Extracted records
-=-=-=-=-

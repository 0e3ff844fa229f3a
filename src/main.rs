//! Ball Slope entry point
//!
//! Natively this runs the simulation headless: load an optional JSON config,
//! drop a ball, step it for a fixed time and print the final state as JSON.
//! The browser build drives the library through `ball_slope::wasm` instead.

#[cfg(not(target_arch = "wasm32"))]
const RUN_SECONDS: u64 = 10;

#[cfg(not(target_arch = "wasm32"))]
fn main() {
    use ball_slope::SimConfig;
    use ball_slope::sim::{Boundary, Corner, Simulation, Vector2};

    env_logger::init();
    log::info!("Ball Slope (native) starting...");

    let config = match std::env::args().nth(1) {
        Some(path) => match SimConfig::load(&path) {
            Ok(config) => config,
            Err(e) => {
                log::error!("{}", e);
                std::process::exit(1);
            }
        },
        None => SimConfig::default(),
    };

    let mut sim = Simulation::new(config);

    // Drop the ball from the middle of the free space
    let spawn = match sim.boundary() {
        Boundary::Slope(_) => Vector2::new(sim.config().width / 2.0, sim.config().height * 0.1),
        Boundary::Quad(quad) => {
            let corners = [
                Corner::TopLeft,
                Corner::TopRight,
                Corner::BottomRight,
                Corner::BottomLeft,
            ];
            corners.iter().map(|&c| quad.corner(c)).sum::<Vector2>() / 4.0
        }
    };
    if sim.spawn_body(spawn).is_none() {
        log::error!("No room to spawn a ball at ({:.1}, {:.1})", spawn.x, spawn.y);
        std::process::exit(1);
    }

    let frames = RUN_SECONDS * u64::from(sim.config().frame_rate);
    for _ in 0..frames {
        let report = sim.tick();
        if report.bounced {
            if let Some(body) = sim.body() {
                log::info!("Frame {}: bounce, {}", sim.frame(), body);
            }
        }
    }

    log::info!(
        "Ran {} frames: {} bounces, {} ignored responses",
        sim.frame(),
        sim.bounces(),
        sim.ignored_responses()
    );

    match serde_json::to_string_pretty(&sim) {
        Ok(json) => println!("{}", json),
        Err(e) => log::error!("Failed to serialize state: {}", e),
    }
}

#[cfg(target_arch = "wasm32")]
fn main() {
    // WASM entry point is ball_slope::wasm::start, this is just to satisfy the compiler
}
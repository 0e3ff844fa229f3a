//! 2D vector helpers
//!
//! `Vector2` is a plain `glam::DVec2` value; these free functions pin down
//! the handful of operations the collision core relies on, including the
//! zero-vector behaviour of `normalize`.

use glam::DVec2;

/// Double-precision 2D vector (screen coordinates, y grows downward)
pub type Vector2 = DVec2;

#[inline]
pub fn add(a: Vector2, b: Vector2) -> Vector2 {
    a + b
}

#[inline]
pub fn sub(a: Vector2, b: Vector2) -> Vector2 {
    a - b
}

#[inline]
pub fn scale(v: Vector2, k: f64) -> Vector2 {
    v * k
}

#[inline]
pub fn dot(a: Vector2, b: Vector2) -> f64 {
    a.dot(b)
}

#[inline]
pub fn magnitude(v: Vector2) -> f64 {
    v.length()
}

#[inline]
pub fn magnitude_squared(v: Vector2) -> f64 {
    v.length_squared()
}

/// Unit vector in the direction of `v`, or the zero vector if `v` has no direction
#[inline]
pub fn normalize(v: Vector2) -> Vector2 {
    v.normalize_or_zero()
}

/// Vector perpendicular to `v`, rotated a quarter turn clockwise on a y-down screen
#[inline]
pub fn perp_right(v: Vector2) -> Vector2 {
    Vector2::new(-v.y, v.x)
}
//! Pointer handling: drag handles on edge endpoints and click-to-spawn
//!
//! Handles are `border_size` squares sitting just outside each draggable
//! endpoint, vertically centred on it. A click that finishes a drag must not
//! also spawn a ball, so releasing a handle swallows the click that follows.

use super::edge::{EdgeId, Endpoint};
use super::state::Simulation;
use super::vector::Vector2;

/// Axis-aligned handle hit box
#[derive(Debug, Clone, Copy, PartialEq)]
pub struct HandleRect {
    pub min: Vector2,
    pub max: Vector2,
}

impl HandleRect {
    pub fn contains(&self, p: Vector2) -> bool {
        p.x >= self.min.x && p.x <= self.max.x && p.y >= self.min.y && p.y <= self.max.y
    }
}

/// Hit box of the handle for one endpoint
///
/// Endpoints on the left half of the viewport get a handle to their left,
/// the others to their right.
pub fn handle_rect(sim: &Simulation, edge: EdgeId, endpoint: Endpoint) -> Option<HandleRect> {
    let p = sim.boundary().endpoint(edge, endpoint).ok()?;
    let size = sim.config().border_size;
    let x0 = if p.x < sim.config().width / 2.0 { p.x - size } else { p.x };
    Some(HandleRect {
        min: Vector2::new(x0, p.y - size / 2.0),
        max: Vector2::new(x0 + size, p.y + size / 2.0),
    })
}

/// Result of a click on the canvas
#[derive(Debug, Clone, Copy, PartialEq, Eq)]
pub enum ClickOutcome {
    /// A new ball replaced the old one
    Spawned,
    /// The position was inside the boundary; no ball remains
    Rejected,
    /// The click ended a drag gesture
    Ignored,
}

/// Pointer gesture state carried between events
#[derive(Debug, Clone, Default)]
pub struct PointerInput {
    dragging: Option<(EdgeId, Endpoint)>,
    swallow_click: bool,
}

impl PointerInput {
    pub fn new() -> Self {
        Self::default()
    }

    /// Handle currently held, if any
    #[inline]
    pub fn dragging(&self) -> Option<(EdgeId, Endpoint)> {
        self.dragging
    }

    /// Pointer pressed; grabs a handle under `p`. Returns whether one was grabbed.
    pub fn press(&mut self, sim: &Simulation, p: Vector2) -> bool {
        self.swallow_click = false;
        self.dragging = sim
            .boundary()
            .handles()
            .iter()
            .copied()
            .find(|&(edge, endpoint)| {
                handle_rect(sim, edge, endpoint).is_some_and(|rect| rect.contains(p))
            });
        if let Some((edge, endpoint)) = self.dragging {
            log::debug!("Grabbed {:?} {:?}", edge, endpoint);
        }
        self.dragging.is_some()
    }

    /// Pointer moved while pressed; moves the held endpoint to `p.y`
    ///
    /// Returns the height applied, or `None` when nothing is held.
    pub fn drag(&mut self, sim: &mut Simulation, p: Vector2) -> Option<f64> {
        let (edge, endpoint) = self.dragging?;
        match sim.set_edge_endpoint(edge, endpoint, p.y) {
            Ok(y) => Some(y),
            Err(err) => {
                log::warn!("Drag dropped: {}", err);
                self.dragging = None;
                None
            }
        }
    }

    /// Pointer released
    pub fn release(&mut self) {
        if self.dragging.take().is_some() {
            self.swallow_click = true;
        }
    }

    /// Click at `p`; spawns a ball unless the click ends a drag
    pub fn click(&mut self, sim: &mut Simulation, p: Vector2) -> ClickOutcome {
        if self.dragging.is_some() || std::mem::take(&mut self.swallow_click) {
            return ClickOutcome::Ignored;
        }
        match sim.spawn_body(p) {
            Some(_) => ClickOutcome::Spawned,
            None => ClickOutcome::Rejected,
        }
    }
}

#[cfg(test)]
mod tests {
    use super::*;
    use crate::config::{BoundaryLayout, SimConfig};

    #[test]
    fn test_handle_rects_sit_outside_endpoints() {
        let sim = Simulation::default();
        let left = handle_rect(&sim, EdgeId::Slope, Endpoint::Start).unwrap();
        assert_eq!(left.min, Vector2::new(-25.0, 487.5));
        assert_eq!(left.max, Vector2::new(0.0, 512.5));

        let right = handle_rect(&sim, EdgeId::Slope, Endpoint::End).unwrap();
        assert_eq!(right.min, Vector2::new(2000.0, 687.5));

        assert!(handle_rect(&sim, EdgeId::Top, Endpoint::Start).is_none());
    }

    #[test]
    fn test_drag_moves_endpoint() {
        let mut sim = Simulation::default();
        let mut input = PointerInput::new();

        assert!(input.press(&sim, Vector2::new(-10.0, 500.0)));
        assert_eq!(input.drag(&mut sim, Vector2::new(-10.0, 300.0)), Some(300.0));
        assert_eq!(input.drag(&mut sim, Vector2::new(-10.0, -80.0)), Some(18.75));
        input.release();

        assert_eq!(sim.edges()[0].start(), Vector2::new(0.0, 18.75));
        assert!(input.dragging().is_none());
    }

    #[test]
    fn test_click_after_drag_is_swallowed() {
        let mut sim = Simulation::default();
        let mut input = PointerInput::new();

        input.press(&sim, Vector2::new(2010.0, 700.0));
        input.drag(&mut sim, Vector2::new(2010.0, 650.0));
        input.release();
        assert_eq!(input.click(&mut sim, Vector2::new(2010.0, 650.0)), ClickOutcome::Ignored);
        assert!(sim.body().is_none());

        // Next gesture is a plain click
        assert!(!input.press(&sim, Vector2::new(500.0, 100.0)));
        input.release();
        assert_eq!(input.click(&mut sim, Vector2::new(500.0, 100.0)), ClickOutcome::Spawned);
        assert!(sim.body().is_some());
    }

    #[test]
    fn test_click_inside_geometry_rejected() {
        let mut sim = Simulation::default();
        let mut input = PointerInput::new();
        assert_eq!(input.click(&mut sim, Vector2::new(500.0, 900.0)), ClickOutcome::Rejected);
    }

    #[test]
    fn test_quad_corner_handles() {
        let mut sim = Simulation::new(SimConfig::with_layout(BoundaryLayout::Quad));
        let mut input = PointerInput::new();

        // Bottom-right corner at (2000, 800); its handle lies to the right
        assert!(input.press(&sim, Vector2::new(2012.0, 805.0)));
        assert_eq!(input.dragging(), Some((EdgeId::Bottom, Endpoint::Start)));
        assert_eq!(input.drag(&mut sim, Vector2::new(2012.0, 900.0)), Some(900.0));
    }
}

-=-=-=-=-

# How to complete this task
Copy out only the lines above from the one with "v.normalize_or_zero()" to the one with "outside each draggable", inclusive, exactly as they stand.

# Exercise result
    v.normalize_or_zero()
}

/// Vector perpendicular to `v`, rotated a quarter turn clockwise on a y-down screen
#[inline]
pub fn perp_right(v: Vector2) -> Vector2 {
    Vector2::new(-v.y, v.x)
}
//! Pointer handling: drag handles on edge endpoints and click-to-spawn
//!
//! Handles are `border_size` squares sitting just outside each draggable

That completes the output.